“How Fiction Works”

 
   
     
 

James Wood may be the most tenacious watchdog literature has ever had.  A passionate disciple of the one true religion, he brings the judgment of the heavens down upon heretics, lapsed believers, and infidels.  His moral seriousness is notorious; many a wayward writer has felt himself a sinner in the hands of an angry apostle.  When he dislikes a book one feels not only his professional disapproval but his mortal indignation.  But his criticism is rescued from mere crankiness by the fact that in it the claims of the reader are always prior to the claims of the critic.  Before anything else Wood is a great reader.

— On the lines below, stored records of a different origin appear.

impl Database {
    pub async fn connect(database_url: &str) -> StoreResult<Self> {
        let mut cfg = Config::new();
        cfg.url = Some(database_url.to_string());
        cfg.manager = Some(ManagerConfig {
            recycling_method: RecyclingMethod::Fast,
        });

        let pool = cfg.create_pool(Some(Runtime::Tokio1), NoTls)?;
        let client = pool.get().await?;
        client.execute("SELECT 1", &[]).await?;

        log::info!("Database connection established");
        Ok(Self { pool })
    }

    async fn client(&self) -> StoreResult<deadpool_postgres::Client> {
        Ok(self.pool.get().await?)
    }

    // ========================================================================
    // BUSINESSES
    // ========================================================================

    /// Full snapshot of every listing, oldest first. The search pipeline
    /// filters and ranks this in memory.
    pub async fn list_businesses(&self) -> StoreResult<Vec<Business>> {
        let client = self.client().await?;
        let rows = client
            .query(
                "SELECT id, name, category, address, phone, website, description, services, owner_id, is_approved, created_at, updated_at FROM businesses ORDER BY created_at ASC",
                &[],
            )
            .await?;
        Ok(rows.iter().map(row_to_business).collect())
    }

    pub async fn get_business(&self, business_id: Uuid) -> StoreResult<Option<Business>> {
        let client = self.client().await?;
        let row = client
            .query_opt(
                "SELECT id, name, category, address, phone, website, description, services, owner_id, is_approved, created_at, updated_at FROM businesses WHERE id = $1",
                &[&business_id],
            )
            .await?;
        Ok(row.as_ref().map(row_to_business))
    }

    pub async fn list_businesses_for_owner(&self, owner_id: Uuid) -> StoreResult<Vec<Business>> {
        let client = self.client().await?;
        let rows = client
            .query(
                "SELECT id, name, category, address, phone, website, description, services, owner_id, is_approved, created_at, updated_at FROM businesses WHERE owner_id = $1 ORDER BY created_at DESC",
                &[&owner_id],
            )
            .await?;
        Ok(rows.iter().map(row_to_business).collect())
    }

    pub async fn create_business(&self, business: NewBusiness) -> StoreResult<Business> {
        let client = self.client().await?;
        let row = client
            .query_one(
                "INSERT INTO businesses (id, name, category, address, phone, website, description, services, owner_id, is_approved, created_at, updated_at) VALUES ($1, $2, $3, $4, $5, $6, $7, $8, $9, $10, $11, $12) RETURNING id, name, category, address, phone, website, description, services, owner_id, is_approved, created_at, updated_at",
                &[
                    &business.id,
                    &business.name,
                    &business.category,
                    &business.address,
                    &business.phone,
                    &business.website,
                    &business.description,
                    &business.services,
                    &business.owner_id,
                    &business.is_approved,
                    &business.created_at,
                    &business.updated_at,
                ],
            )
            .await?;
        Ok(row_to_business(&row))
    }

    pub async fn update_business(&self, business: Business) -> StoreResult<Business> {
        let client = self.client().await?;
        let row = client
            .query_one(
                "UPDATE businesses SET name = $2, category = $3, address = $4, phone = $5, website = $6, description = $7, services = $8, updated_at = NOW() WHERE id = $1 RETURNING id, name, category, address, phone, website, description, services, owner_id, is_approved, created_at, updated_at",
                &[
                    &business.id,
                    &business.name,
                    &business.category,
                    &business.address,
                    &business.phone,
                    &business.website,
                    &business.description,
                    &business.services,
                ],
            )
            .await?;
        Ok(row_to_business(&row))
    }

    /// One-directional transition: sets the flag true and leaves it there.
    /// Approving an already-approved listing is a no-op.
    pub async fn approve_business(&self, business_id: Uuid) -> StoreResult<Option<Business>> {
        let client = self.client().await?;
        let row = client
            .query_opt(
                "UPDATE businesses SET is_approved = TRUE, updated_at = NOW() WHERE id = $1 RETURNING id, name, category, address, phone, website, description, services, owner_id, is_approved, created_at, updated_at",
                &[&business_id],
            )
            .await?;
        Ok(row.as_ref().map(row_to_business))
    }

    pub async fn delete_business(&self, business_id: Uuid) -> StoreResult<u64> {
        let client = self.client().await?;
        Ok(client
            .execute("DELETE FROM businesses WHERE id = $1", &[&business_id])
            .await?)
    }

    // ========================================================================
    // REVIEWS
    // ========================================================================

    /// Full review snapshot, newest first. Serves both the dashboard list
    /// and the grouped lookup the pipeline builds.
    pub async fn list_reviews(&self) -> StoreResult<Vec<Review>> {
        let client = self.client().await?;
        let rows = client
            .query(
                "SELECT id, business_id, user_id, rating, comment, reply, created_at, updated_at FROM reviews ORDER BY created_at DESC",
                &[],
            )
            .await?;
        Ok(rows.iter().map(row_to_review).collect())
    }

    pub async fn list_reviews_for_business(&self, business_id: Uuid) -> StoreResult<Vec<Review>> {
        let client = self.client().await?;
        let rows = client
            .query(
                "SELECT id, business_id, user_id, rating, comment, reply, created_at, updated_at FROM reviews WHERE business_id = $1 ORDER BY created_at DESC",
                &[&business_id],
            )
            .await?;
        Ok(rows.iter().map(row_to_review).collect())
    }

    pub async fn list_reviews_for_user(&self, user_id: Uuid) -> StoreResult<Vec<Review>> {
        let client = self.client().await?;
        let rows = client
            .query(
                "SELECT id, business_id, user_id, rating, comment, reply, created_at, updated_at FROM reviews WHERE user_id = $1 ORDER BY created_at DESC",
                &[&user_id],
            )
            .await?;
        Ok(rows.iter().map(row_to_review).collect())
    }

    pub async fn get_review(&self, review_id: Uuid) -> StoreResult<Option<Review>> {
        let client = self.client().await?;
        let row = client
            .query_opt(
                "SELECT id, business_id, user_id, rating, comment, reply, created_at, updated_at FROM reviews WHERE id = $1",
                &[&review_id],
            )
            .await?;
        Ok(row.as_ref().map(row_to_review))
    }

    /// Existence probe for the one-review-per-user rule. Check-then-create;
    /// not atomic against concurrent submissions.
    pub async fn find_review_by_business_and_user(
        &self,
        business_id: Uuid,
        user_id: Uuid,
    ) -> StoreResult<Option<Review>> {
        let client = self.client().await?;
        let row = client
            .query_opt(
                "SELECT id, business_id, user_id, rating, comment, reply, created_at, updated_at FROM reviews WHERE business_id = $1 AND user_id = $2",
                &[&business_id, &user_id],
            )
            .await?;
        Ok(row.as_ref().map(row_to_review))
    }

    pub async fn create_review(&self, review: NewReview) -> StoreResult<Review> {
        let client = self.client().await?;
        let row = client
            .query_one(
                "INSERT INTO reviews (id, business_id, user_id, rating, comment, reply, created_at, updated_at) VALUES ($1, $2, $3, $4, $5, $6, $7, $8) RETURNING id, business_id, user_id, rating, comment, reply, created_at, updated_at",
                &[
                    &review.id,
                    &review.business_id,
                    &review.user_id,
                    &review.rating,
                    &review.comment,
                    &review.reply,
                    &review.created_at,
                    &review.updated_at,
                ],
            )
            .await?;
        Ok(row_to_review(&row))
    }

    pub async fn set_review_reply(
        &self,
        review_id: Uuid,
        reply: &str,
    ) -> StoreResult<Option<Review>> {
        let client = self.client().await?;
        let row = client
            .query_opt(
                "UPDATE reviews SET reply = $2, updated_at = NOW() WHERE id = $1 RETURNING id, business_id, user_id, rating, comment, reply, created_at, updated_at",
                &[&review_id, &reply],
            )
            .await?;
        Ok(row.as_ref().map(row_to_review))
    }

    pub async fn delete_review(&self, review_id: Uuid) -> StoreResult<u64> {
        let client = self.client().await?;
        Ok(client
            .execute("DELETE FROM reviews WHERE id = $1", &[&review_id])
            .await?)
    }

    // ========================================================================
    // USER ACCOUNTS
    // ========================================================================

    pub async fn list_users(&self) -> StoreResult<Vec<UserAccount>> {
        let client = self.client().await?;
        let rows = client
            .query(
                "SELECT id, username, email, is_staff, date_joined FROM user_accounts ORDER BY date_joined DESC",
                &[],
            )
            .await?;
        Ok(rows.iter().map(row_to_user_account).collect())
    }

    pub async fn get_user(&self, user_id: Uuid) -> StoreResult<Option<UserAccount>> {
        let client = self.client().await?;
        let row = client
            .query_opt(
                "SELECT id, username, email, is_staff, date_joined FROM user_accounts WHERE id = $1",
                &[&user_id],
            )
            .await?;
        Ok(row.as_ref().map(row_to_user_account))
    }

    pub async fn create_user(&self, account: NewUserAccount) -> StoreResult<UserAccount> {
        let client = self.client().await?;
        let row = client
            .query_one(
                "INSERT INTO user_accounts (id, username, email, is_staff, date_joined) VALUES ($1, $2, $3, $4, $5) RETURNING id, username, email, is_staff, date_joined",
                &[
                    &account.id,
                    &account.username,
                    &account.email,
                    &account.is_staff,
                    &account.date_joined,
                ],
            )
            .await?;
        Ok(row_to_user_account(&row))
    }

    /// Flips the staff flag in a single statement; two calls restore the
    /// original state.
    pub async fn toggle_staff(&self, user_id: Uuid) -> StoreResult<Option<UserAccount>> {
        let client = self.client().await?;
        let row = client
            .query_opt(
                "UPDATE user_accounts SET is_staff = NOT is_staff WHERE id = $1 RETURNING id, username, email, is_staff, date_joined",
                &[&user_id],
            )
            .await?;
        Ok(row.as_ref().map(row_to_user_account))
    }

    // ========================================================================
    // USER PROFILES
    // ========================================================================

    pub async fn get_profile_for_user(&self, user_id: Uuid) -> StoreResult<Option<UserProfile>> {
        let client = self.client().await?;
        let row = client
            .query_opt(
                "SELECT id, user_id, phone, address, bio, created_at, updated_at FROM user_profiles WHERE user_id = $1",
                &[&user_id],
            )
            .await?;
        Ok(row.as_ref().map(row_to_user_profile))
    }

    pub async fn create_profile(&self, profile: NewUserProfile) -> StoreResult<UserProfile> {
        let client = self.client().await?;
        let row = client
            .query_one(
                "INSERT INTO user_profiles (id, user_id, phone, address, bio, created_at, updated_at) VALUES ($1, $2, $3, $4, $5, $6, $7) RETURNING id, user_id, phone, address, bio, created_at, updated_at",
                &[
                    &profile.id,
                    &profile.user_id,
                    &profile.phone,
                    &profile.address,
                    &profile.bio,
                    &profile.created_at,
                    &profile.updated_at,
                ],
            )
            .await?;
        Ok(row_to_user_profile(&row))
    }

    /// Profiles are created lazily on first access.
    pub async fn get_or_create_profile(&self, user_id: Uuid) -> StoreResult<UserProfile> {
        if let Some(profile) = self.get_profile_for_user(user_id).await? {
            return Ok(profile);
        }
        self.create_profile(NewUserProfile::for_user(user_id)).await
    }

    pub async fn update_profile(
        &self,
        user_id: Uuid,
        phone: &str,
        address: &str,
        bio: &str,
    ) -> StoreResult<Option<UserProfile>> {
        let client = self.client().await?;
        let row = client
            .query_opt(
                "UPDATE user_profiles SET phone = $2, address = $3, bio = $4, updated_at = NOW() WHERE user_id = $1 RETURNING id, user_id, phone, address, bio, created_at, updated_at",
                &[&user_id, &phone, &address, &bio],
            )
            .await?;
        Ok(row.as_ref().map(row_to_user_profile))
    }
}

Even at his grumpiest he sounds notes of pleasure ‘nicer’ critics forget.  Through Wood’s eyes literature is the garden of sesames and lilies of which Ruskin wrote, an enchanted world of intelligible, blissful mysteries.  Books he dislikes are still books he has tried desperately to like; if he scolds, he scolds as a frustrated lover.  As Wood told n+1 magazine a few years ago, his negative reviews were his way of telling authors, “Write better!”  In The Guardian, in October 2001, he published a stern lecture to the current slate of young novelists about measuring up to the moral and artistic imperatives of life in a post-9/11 world.  Zadie Smith served up an obsequious response about how ashamed she felt at the lack of words she had to describe this frightening new world.  Sounding helpless and chastened, Smith’s essay ended with an appeal for the mad mystic to come down from the mountain and answer the questions, “How is this book made?  How can I do this?”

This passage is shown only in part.